# Wireless TiVo using WAG354G and WGA54G



## Lord Badger II (Feb 7, 2006)

Can anyone supply me with detailed instructions as to how I would be able to connect my TiVo wirelessly via a LinkSys WGA54G Game Adapter and LinkSys WAG354G Gateway?

My specs are as follows:


TiVo with cachecard connects to my WAG354G gateway using an Ethernet cable with no problems so it's able to update itself via my broadband connection on a daily basis.
TiVo IP address is static 192.168.1.200
Gateway address is 192.168.1.1

I configure the WGA54G to connect to my wireless network via the SSID and have left the IP address of the WGA54G at it's default value of 192.168.1.250. This is where I'm not 100% sure what I'm doing is correct. When I plug the WGA54G into my Tivo after it's configured, the TiVo can no longer make a test call.

Can anyone offer me some guidance here? Am pretty sure I must be doing something fundamentally wrong, but the instructions for the WGA54G aren't the best!

Thanks in advance.


----------



## Upgrader (Mar 15, 2006)

I would a lso like an answer to the above. Not sure how to set this up - what is the relationship between IP address of TIVO and the WGA54G. I take it the WGA54G should work OK with my Netgear DG8394GT router/modem and do not require any additional hardware? Thanks in advance.


----------



## sundip (May 11, 2006)

One quick thought, have you checked the subnet mask? are they the same on all devices?


----------



## scgf (Oct 24, 2000)

I read elsewhere on TiVoCommunity that the wireless game adapter works better plugged into a switch/hub.
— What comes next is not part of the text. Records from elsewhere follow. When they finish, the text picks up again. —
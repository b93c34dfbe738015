use sea_orm::entity::prelude::*;
use serde::{Deserialize, Serialize};

#[derive(Clone, Debug, PartialEq, DeriveEntityModel, Serialize, Deserialize)]
#[sea_orm(table_name = "post")]
pub struct Model {
    /// Platform-assigned ID, stable across fetches. Never rewritten.
    #[sea_orm(primary_key, auto_increment = false)]
    pub id: String,
    pub title: String,
    pub author: Option<String>,
    /// RFC 3339; converted from source epoch seconds at persistence time.
    pub created_utc: String,
    pub score: i64,
    pub upvote_ratio: f64,
    pub num_comments: i64,
    pub permalink: String,
    pub url: String,
    pub is_self: bool,
    pub selftext: Option<String>,
    pub link_flair_text: Option<String>,
    pub subreddit: String,
    /// Stamped once at first insert, untouched by updates.
    pub collected_at: String,
    pub last_updated: Option<String>,
}

#[derive(Copy, Clone, Debug, EnumIter, DeriveRelation)]
pub enum Relation {
    #[sea_orm(has_many = "super::comment::Entity")]
    Comment,
}

impl Related<super::comment::Entity> for Entity {
    fn to() -> RelationDef {
        Relation::Comment.def()
    }
}

impl ActiveModelBehavior for ActiveModel {}
use std::path::PathBuf;

use serde::{Deserialize, Serialize};
use tokio::fs;
use tokio::io::{AsyncReadExt, AsyncWriteExt};

static DATA_DIR_NAME: &str = "harvest";
static POSTS_FILE_NAME: &str = "posts.json";
static CONFIG_FILE_NAME: &str = "config.json";

// For now this directory structure should be like
// data_dir_path
// |- harvest
//    |- posts.json
//    |- config.json

fn default_remote_timeout_secs() -> u64 {
    30
}

#[derive(Serialize, Deserialize, Debug)]
pub struct HarvestConfig {
    /// Connection URL for the relational backend. When absent the process
    /// runs against the file-backed store instead.
    #[serde(default)]
    pub database_url: Option<String>,

    /// Path of the file-backed store's document.
    pub posts_path: PathBuf,

    /// Upper bound on any single remote storage call.
    ///
    /// `serde(default)` keeps backward compatibility with old config.json files.
    #[serde(default = "default_remote_timeout_secs")]
    pub remote_timeout_secs: u64,
}

impl HarvestConfig {
    /// Creates a new HarvestConfig pointing at the specified data directory,
    /// file-backed by default.
    fn new(data_dir: PathBuf) -> Self {
        HarvestConfig {
            database_url: None,
            posts_path: data_dir.join(POSTS_FILE_NAME),
            remote_timeout_secs: default_remote_timeout_secs(),
        }
    }
}

/// Gets the existing config or initializes a new one if it doesn't exist
pub async fn get_or_init() -> Result<HarvestConfig, Box<dyn std::error::Error>> {
    let data_dir = dirs::data_dir().expect("failed to find a data directory on this platform");

    let harvest_dir = data_dir.join(DATA_DIR_NAME);
    let config_path = harvest_dir.join(CONFIG_FILE_NAME);

    // Create the harvest directory if it doesn't exist
    fs::create_dir_all(&harvest_dir).await?;

    // Check if config file exists
    if config_path.exists() {
        // Read and deserialize existing config
        let mut file = fs::File::open(&config_path).await?;
        let mut contents = String::new();
        file.read_to_string(&mut contents).await?;

        let config: HarvestConfig = serde_json::from_str(&contents)?;
        Ok(config)
    } else {
        // Create new config
        let config = HarvestConfig::new(harvest_dir.clone());

        // Serialize and write to file
        let json = serde_json::to_string_pretty(&config)?;
        let mut file = fs::File::create(&config_path).await?;
        file.write_all(json.as_bytes()).await?;

        Ok(config)
    }
}
use std::future::Future;
use std::time::Duration;

use async_trait::async_trait;
use chrono::DateTime;
use sea_orm::sea_query::OnConflict;
use sea_orm::SqlErr;

use crate::entity::prelude::*;
use crate::error::StorageError;
use crate::records::{epoch_to_rfc3339, now_rfc3339, PostRecord};
use crate::storage::{SaveReport, Storage};

/// Relational store: posts and comments live in separate tables, embedded
/// top comments are detached from the post payload at save time.
///
/// Unlike the file store there is no diff-and-skip branch; every save of a
/// known post writes the row and stamps `last_updated`.
pub struct DbStore {
    db: DatabaseConnection,
    remote_timeout: Duration,
}

enum SaveOutcome {
    Inserted,
    Updated,
}

impl DbStore {
    pub fn new(db: DatabaseConnection, remote_timeout_secs: u64) -> Self {
        Self {
            db,
            remote_timeout: Duration::from_secs(remote_timeout_secs),
        }
    }

    /// Bounds a remote call. The upstream service gives no latency
    /// guarantees, so an elapsed timeout is reported as a retryable
    /// `StorageError::Timeout` instead of hanging the batch.
    async fn call<T, F>(&self, fut: F) -> Result<T, StorageError>
    where
        F: Future<Output = Result<T, DbErr>> + Send,
    {
        match tokio::time::timeout(self.remote_timeout, fut).await {
            Ok(result) => Ok(result?),
            Err(_) => Err(StorageError::Timeout),
        }
    }

    fn post_row(post: &PostRecord) -> PostActiveModel {
        PostActiveModel {
            id: Set(post.id.clone()),
            title: Set(post.title.clone()),
            author: Set(post.author.clone()),
            created_utc: Set(epoch_to_rfc3339(post.created_utc)),
            score: Set(post.score),
            upvote_ratio: Set(post.upvote_ratio),
            num_comments: Set(post.num_comments),
            permalink: Set(post.permalink.clone()),
            url: Set(post.url.clone()),
            is_self: Set(post.is_self),
            selftext: Set(post.selftext.clone()),
            link_flair_text: Set(post.link_flair_text.clone()),
            subreddit: Set(post.subreddit.clone()),
            collected_at: NotSet,
            last_updated: NotSet,
        }
    }

    /// Full-column update keyed by ID. `collected_at` stays `NotSet` so the
    /// first-seen stamp is never overwritten.
    async fn update_post(&self, post: &PostRecord) -> Result<(), StorageError> {
        let mut row = Self::post_row(post);
        row.id = Unchanged(post.id.clone());
        row.last_updated = Set(Some(now_rfc3339()));
        self.call(row.update(&self.db)).await?;
        Ok(())
    }

    async fn save_post(&self, post: &PostRecord) -> Result<SaveOutcome, StorageError> {
        if self.post_exists(&post.id).await? {
            self.update_post(post).await?;
            return Ok(SaveOutcome::Updated);
        }

        let mut row = Self::post_row(post);
        row.collected_at = Set(now_rfc3339());
        match self
            .call(Post::insert(row).exec_without_returning(&self.db))
            .await
        {
            Ok(_) => Ok(SaveOutcome::Inserted),
            // A concurrent writer can insert between our existence check
            // and this insert; the record now exists, so retry as an update.
            Err(StorageError::Db(err))
                if matches!(err.sql_err(), Some(SqlErr::UniqueConstraintViolation(_))) =>
            {
                self.update_post(post).await?;
                Ok(SaveOutcome::Updated)
            }
            Err(err) => Err(err),
        }
    }

    /// Upserts one detached comment, keyed on the synthesized composite ID.
    /// A re-submission with the same author and timestamp replaces the row.
    async fn save_comment(
        &self,
        post_id: &str,
        comment: &crate::records::CommentRecord,
    ) -> Result<(), StorageError> {
        let row = CommentActiveModel {
            id: Set(comment.storage_id(post_id)),
            post_id: Set(post_id.to_string()),
            author: Set(comment.author.clone()),
            body: Set(comment.body.clone()),
            score: Set(comment.score),
            created_utc: Set(epoch_to_rfc3339(comment.created_utc)),
            collected_at: Set(now_rfc3339()),
        };
        self.call(
            Comment::insert(row)
                .on_conflict(
                    OnConflict::column(CommentColumn::Id)
                        .update_columns([
                            CommentColumn::Author,
                            CommentColumn::Body,
                            CommentColumn::Score,
                            CommentColumn::CreatedUtc,
                            CommentColumn::CollectedAt,
                        ])
                        .to_owned(),
                )
                .exec_without_returning(&self.db),
        )
        .await?;
        Ok(())
    }
}

fn record_from_model(model: PostModel) -> PostRecord {
    // Stored timestamps are RFC 3339; anything unparseable reads as epoch 0
    // rather than failing the lookup.
    let created_utc = DateTime::parse_from_rfc3339(&model.created_utc)
        .map(|dt| dt.timestamp())
        .unwrap_or(0);

    PostRecord {
        id: model.id,
        title: model.title,
        author: model.author,
        created_utc,
        score: model.score,
        upvote_ratio: model.upvote_ratio,
        num_comments: model.num_comments,
        permalink: model.permalink,
        url: model.url,
        is_self: model.is_self,
        selftext: model.selftext,
        link_flair_text: model.link_flair_text,
        subreddit: model.subreddit,
        // Comments are detached into their own table and not re-attached.
        top_comments: Vec::new(),
        collected_at: Some(model.collected_at),
        last_updated: model.last_updated,
    }
}

#[async_trait]
impl Storage for DbStore {
    /// Best-effort batch save: a record that fails is reported and the rest
    /// of the batch continues.
    async fn save_posts(&self, posts: Vec<PostRecord>) -> Result<SaveReport, StorageError> {
        let mut report = SaveReport::default();

        for post in posts {
            let mut post = post.sanitize();
            let comments = std::mem::take(&mut post.top_comments);

            match self.save_post(&post).await {
                Ok(SaveOutcome::Inserted) => report.inserted += 1,
                Ok(SaveOutcome::Updated) => report.updated += 1,
                Err(err) => {
                    report.failures.push((post.id.clone(), err));
                    continue;
                }
            }

            for comment in &comments {
                match self.save_comment(&post.id, comment).await {
                    Ok(()) => report.comments += 1,
                    Err(err) => report.failures.push((post.id.clone(), err)),
                }
            }
        }

        Ok(report)
    }

    async fn get_post(&self, post_id: &str) -> Result<Option<PostRecord>, StorageError> {
        let found = self
            .call(Post::find_by_id(post_id).one(&self.db))
            .await?;
        Ok(found.map(record_from_model))
    }

    async fn post_exists(&self, post_id: &str) -> Result<bool, StorageError> {
        let found = self
            .call(Post::find_by_id(post_id).one(&self.db))
            .await?;
        Ok(found.is_some())
    }

    /// Exact subreddit match (case-sensitive, unlike the file store),
    /// newest first.
    async fn get_posts_by_subreddit(
        &self,
        subreddit: &str,
    ) -> Result<Vec<PostRecord>, StorageError> {
        let models = self
            .call(
                Post::find()
                    .filter(PostColumn::Subreddit.eq(subreddit))
                    .order_by_desc(PostColumn::CreatedUtc)
                    .all(&self.db),
            )
            .await?;
        Ok(models.into_iter().map(record_from_model).collect())
    }
}

#[cfg(test)]
mod tests {
    use super::*;
    use crate::models::migrator::Migrator;
    use crate::records::CommentRecord;
    use sea_orm::Database;
    use sea_orm_migration::MigratorTrait;

    async fn setup_test_store() -> DbStore {
        let db = Database::connect("sqlite::memory:")
            .await
            .expect("Failed to create in-memory database");

        Migrator::up(&db, None)
            .await
            .expect("Failed to run migrations");

        DbStore::new(db, 30)
    }

    fn test_post(id: &str, subreddit: &str, score: i64) -> PostRecord {
        PostRecord {
            id: id.to_string(),
            title: format!("Post {}", id),
            author: Some("alice".to_string()),
            created_utc: 1700000000,
            score,
            upvote_ratio: 0.97,
            num_comments: 2,
            permalink: format!("/r/{}/comments/{}", subreddit, id),
            url: format!("https://reddit.com/r/{}/comments/{}", subreddit, id),
            is_self: true,
            selftext: Some("body".to_string()),
            link_flair_text: None,
            subreddit: subreddit.to_string(),
            top_comments: Vec::new(),
            collected_at: None,
            last_updated: None,
        }
    }

    fn test_comment(author: Option<&str>, created_utc: i64) -> CommentRecord {
        CommentRecord {
            author: author.map(String::from),
            body: "a comment".to_string(),
            score: 3,
            created_utc,
        }
    }

    #[tokio::test]
    async fn test_insert_stamps_collected_at() {
        let store = setup_test_store().await;

        let report = store.save_posts(vec![test_post("p1", "rust", 10)]).await.unwrap();
        assert_eq!(report.inserted, 1);
        assert!(report.is_complete());

        let stored = store.get_post("p1").await.unwrap().unwrap();
        assert!(stored.collected_at.is_some());
        assert!(stored.last_updated.is_none());
    }

    #[tokio::test]
    async fn test_idempotent_insert_keeps_one_row() {
        let store = setup_test_store().await;

        store.save_posts(vec![test_post("p1", "rust", 10)]).await.unwrap();
        let first = store.get_post("p1").await.unwrap().unwrap();

        store.save_posts(vec![test_post("p1", "rust", 10)]).await.unwrap();

        let count = Post::find().count(&store.db).await.unwrap();
        assert_eq!(count, 1);

        let second = store.get_post("p1").await.unwrap().unwrap();
        assert_eq!(first.collected_at, second.collected_at);
    }

    #[tokio::test]
    async fn test_resave_always_writes() {
        let store = setup_test_store().await;

        store.save_posts(vec![test_post("p1", "rust", 10)]).await.unwrap();

        // Same score and comment count; the relational store updates anyway.
        let report = store.save_posts(vec![test_post("p1", "rust", 10)]).await.unwrap();
        assert_eq!(report.updated, 1);
        assert_eq!(report.inserted, 0);

        let stored = store.get_post("p1").await.unwrap().unwrap();
        assert!(stored.last_updated.is_some());
    }

    #[tokio::test]
    async fn test_update_refreshes_mutable_fields() {
        let store = setup_test_store().await;

        store.save_posts(vec![test_post("p1", "rust", 10)]).await.unwrap();
        store.save_posts(vec![test_post("p1", "rust", 42)]).await.unwrap();

        let stored = store.get_post("p1").await.unwrap().unwrap();
        assert_eq!(stored.score, 42);
    }

    #[tokio::test]
    async fn test_comments_are_detached_and_upserted() {
        let store = setup_test_store().await;

        let mut post = test_post("p1", "rust", 10);
        post.top_comments = vec![
            test_comment(Some("bob"), 1700000100),
            test_comment(Some("carol"), 1700000200),
        ];

        let report = store.save_posts(vec![post.clone()]).await.unwrap();
        assert_eq!(report.comments, 2);

        // Comments never land on the post row
        let stored = store.get_post("p1").await.unwrap().unwrap();
        assert!(stored.top_comments.is_empty());

        // Re-saving the same batch collapses onto the same composite IDs
        store.save_posts(vec![post]).await.unwrap();
        let count = Comment::find().count(&store.db).await.unwrap();
        assert_eq!(count, 2);
    }

    #[tokio::test]
    async fn test_comment_identity_collisions_collapse() {
        let store = setup_test_store().await;

        let mut post = test_post("p1", "rust", 10);
        post.top_comments = vec![
            test_comment(Some("bob"), 1700000100),
            test_comment(Some("bob"), 1700000100),
        ];

        store.save_posts(vec![post]).await.unwrap();

        // Same author and timestamp under the same post: one stored row
        let count = Comment::find().count(&store.db).await.unwrap();
        assert_eq!(count, 1);
    }

    #[tokio::test]
    async fn test_deleted_comment_author_stored_as_null() {
        let store = setup_test_store().await;

        let mut post = test_post("p1", "rust", 10);
        post.top_comments = vec![test_comment(None, 1700000100)];

        store.save_posts(vec![post]).await.unwrap();

        let comment = Comment::find().one(&store.db).await.unwrap().unwrap();
        assert_eq!(comment.author, None);
        assert_eq!(comment.id, "p1_[deleted]_1700000100");
    }

    #[tokio::test]
    async fn test_subreddit_lookup_is_case_sensitive() {
        let store = setup_test_store().await;

        store.save_posts(vec![test_post("p1", "python", 10)]).await.unwrap();

        assert!(store.get_posts_by_subreddit("Python").await.unwrap().is_empty());
        assert_eq!(store.get_posts_by_subreddit("python").await.unwrap().len(), 1);
    }

    #[tokio::test]
    async fn test_subreddit_listing_is_newest_first() {
        let store = setup_test_store().await;

        let mut older = test_post("p1", "rust", 10);
        older.created_utc = 1700000000;
        let mut newer = test_post("p2", "rust", 10);
        newer.created_utc = 1700005000;

        store.save_posts(vec![older, newer]).await.unwrap();

        let posts = store.get_posts_by_subreddit("rust").await.unwrap();
        assert_eq!(posts.len(), 2);
        assert_eq!(posts[0].id, "p2");
        assert_eq!(posts[1].id, "p1");
    }

    #[tokio::test]
    async fn test_get_post_absent_is_none() {
        let store = setup_test_store().await;
        assert!(store.get_post("missing").await.unwrap().is_none());
        assert!(!store.post_exists("missing").await.unwrap());
    }

    #[tokio::test]
    async fn test_get_post_converts_timestamp_back() {
        let store = setup_test_store().await;

        store.save_posts(vec![test_post("p1", "rust", 10)]).await.unwrap();

        let stored = store.get_post("p1").await.unwrap().unwrap();
        assert_eq!(stored.created_utc, 1700000000);
    }

    #[tokio::test]
    async fn test_selftext_cleared_on_link_posts() {
        let store = setup_test_store().await;

        let mut post = test_post("p1", "rust", 10);
        post.is_self = false;
        post.selftext = Some("stray text".to_string());
        store.save_posts(vec![post]).await.unwrap();

        let stored = store.get_post("p1").await.unwrap().unwrap();
        assert_eq!(stored.selftext, None);
    }
}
When I plugged the ethernet cable from my TiVo directly into the game adapter it kept dropping out each time it made a connection to the TiVo listings server.
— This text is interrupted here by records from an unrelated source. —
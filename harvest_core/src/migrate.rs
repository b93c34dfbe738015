use crate::error::StorageError;
use crate::storage::{DbStore, FileStore, SaveReport, Storage};

/// One-shot batch move of every record in the file-backed store into the
/// relational store, through the same save path live collection uses.
///
/// There is no chunking or checkpointing; a partial failure is recovered by
/// re-running the whole migration, which is safe because `save_posts` is
/// idempotent per record.
pub async fn migrate_file_store(
    source: &FileStore,
    target: &DbStore,
) -> Result<SaveReport, StorageError> {
    let posts = source.dump_all().await?;
    target.save_posts(posts).await
}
Once I connected both the game adapter and the TiVo to a small switch everything has worked fine.

Because the game adapter is a network device on your home network it needs an ip address, so does the cachecard in the TiVo. You will have given your cachecard a static address when you set it up. The game adapter will also have an address, either static or dynamic depending on what you allocated when setting it up.

My home network has addresses in the 10.0.0.xx range so my TiVo is 10.0.0.103. Not sure what the game adapter is - but as long as it is in the same range as the rest of my network it will be fine. In Lord Badger II's case his addresses will all be in the 192.168.1.xx range and his subnet mask will probably be 255.255.255.0


----------



## Upgrader (Mar 15, 2006)

thanks all (incl *scgf*). Got there in the end. I can now connect to my tivo downstairs from PC and make daily calls via the internet using wireless broadand connection only (just the DG834GT and WGA54G - no switch/hub). Great combination.


----------